Na 1900 maakte de sterrenkunde groote vorderingen en werden door den toegewijden arbeid van vele astronomen geregeld tal van belangrijke ontdekkingen gedaan.Men kan het breede veld der sterrenkunde in 3 terreinen verdeden: de astrometrie, de astrophysica en de statistische sterrenkunde. De eerste tak van wetenschap houdt zich bezig met nauwkeurige waarnemingen van de plaatsen en bewegingen van planeten en sterren. Met dit deel der experimenteele sterrenkunde houdt nauw verband de theoretische astronomie, die de banen van planeten en kometen berekent. Een belangrijk deel van de taak der astrometrie is tegenwoordig ook het bepalen van de afstanden der sterren. De astrophysica bestudeert den natuurkundigen toestand van de zon en de vaste sterren. Zij dankt haar groote vlucht aan de toepassing van het spectroscoop.

Haar meeste ontdekkingen heeft zij afgelezen uit de spectra der sterren. De statistische sterrenkunde stelt zich in de eerste plaats ten doel de verdeeling der sterren in de ruimte te bepalen, den vorm en de afmetingen van het sterrenstelsel vast te stellen. Verder spoort zij op volgens welke wetten onder groote groepen sterren de lichtintensiteiten en absolute snelheden verdeeld zijn.

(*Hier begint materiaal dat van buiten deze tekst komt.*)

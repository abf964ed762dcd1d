//! Trade persistence boundary
//!
//! Closed trades are appended to an external store; open positions can be
//! reloaded on startup so a restart does not orphan live exposure.

use async_trait::async_trait;
use std::io::Write as _;
use std::path::PathBuf;
use tokio::sync::Mutex;

use crate::ledger::{ClosedTrade, Position};

/// Trait for the trade-store collaborator
#[async_trait]
pub trait TradeStore: Send + Sync {
    /// Append a closed trade to the journal
    async fn save_trade(&self, trade: &ClosedTrade) -> anyhow::Result<()>;
    /// Persist the current open-position set
    async fn save_open_positions(&self, positions: &[Position]) -> anyhow::Result<()>;
    /// Load the open-position set persisted by a previous run
    async fn load_open_positions(&self) -> anyhow::Result<Vec<Position>>;
}

/// File-backed store: trades as a JSONL journal, open positions as a JSON
/// snapshot rewritten on every save
pub struct JsonlStore {
    trades_path: PathBuf,
    positions_path: PathBuf,
    lock: Mutex<()>,
}

impl JsonlStore {
    pub fn new(dir: impl Into<PathBuf>) -> Self {
        let dir = dir.into();
        Self {
            trades_path: dir.join("trades.jsonl"),
            positions_path: dir.join("open_positions.json"),
            lock: Mutex::new(()),
        }
    }
}

#[async_trait]
impl TradeStore for JsonlStore {
    async fn save_trade(&self, trade: &ClosedTrade) -> anyhow::Result<()> {
        let _guard = self.lock.lock().await;
        let line = serde_json::to_string(trade)?;
        let mut file = std::fs::OpenOptions::new()
            .create(true)
            .append(true)
            .open(&self.trades_path)?;
        writeln!(file, "{}", line)?;
        Ok(())
    }

    async fn save_open_positions(&self, positions: &[Position]) -> anyhow::Result<()> {
        let _guard = self.lock.lock().await;
        let json = serde_json::to_string_pretty(positions)?;
        std::fs::write(&self.positions_path, json)?;
        Ok(())
    }

    async fn load_open_positions(&self) -> anyhow::Result<Vec<Position>> {
        let _guard = self.lock.lock().await;
        if !self.positions_path.exists() {
            return Ok(vec![]);
        }
        let json = std::fs::read_to_string(&self.positions_path)?;
        Ok(serde_json::from_str(&json)?)
    }
}

/// No-op store for tests and dry runs
pub struct NullStore;

#[async_trait]
impl TradeStore for NullStore {
    async fn save_trade(&self, _trade: &ClosedTrade) -> anyhow::Result<()> {
        Ok(())
    }

    async fn save_open_positions(&self, _positions: &[Position]) -> anyhow::Result<()> {
        Ok(())
    }

    async fn load_open_positions(&self) -> anyhow::Result<Vec<Position>> {
        Ok(vec![])
    }
}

De belangrijke vooruitgang van onze kennis van de sterrenwereld in de laatste kwarteeuw is voor een groot deel te danken aan de groote kijkers, die men in Amerika geconstrueerd heeft. Het Mount Wilson Observatorium te Pasadena beschikt sinds 1926 over een reflector met een parabolischen spiegel van 100 inch (1 inch = 2.54 c.M.) middellijn en 500 inch brandpuntsafstand. De bewegende deelen van dezen reuzentelescoop wegen 100 ton, voor de bediening van dit instrument heeft men 50 electromotoren noodig. De grootste refractor is die van het Yerkes Observatorium van de universiteit van Chicago. Het objectief van dezen kijker heeft een middellijn van 40 inch en brandpuntsafstand van 19.5 M. Dan volgt in grootte de 36-inch refractor van het Lick Observatorium van de universiteit van Californië. Toch hebben de kleine kijkers hun beteekenis nog niet verloren, en ook zal steeds de persoonlijkheid van den waarnemer van veel gewicht blijven.

De voornaamste Nederlandsche sterrenkundige inrichtingen zijn de volgende. De Sterrenwacht te Leiden, directeur Prof. Dr W. de Sitter, o. a. toegerust met een visueelen refractor van 26 c.M. opening en een fotografischen dubbelrefractor van 33 c.M. De Sterrenwacht te Utrecht, directeur Prof. Dr A. A.

Nijland, met een kijker van 26 c.M. opening. Het Sterrenkundig Laboratorium Kapteyn te Groningen, directeur Prof. Dr P. J. van Rhijn, hoofdzakelijk voor het uitmeten van fotografische platen en statistische onderzoekingen. De Bosscha-Sterrenwacht te Lembang (Nederlandsch Oost-Indië), directeur Dr J. Voüte, het hoofdinstrument is een door den heer K.

A. R. Bosscha geschonken dubbelen refractor van 60 c.M. opening en 10.5 M. brandpuntsafstand.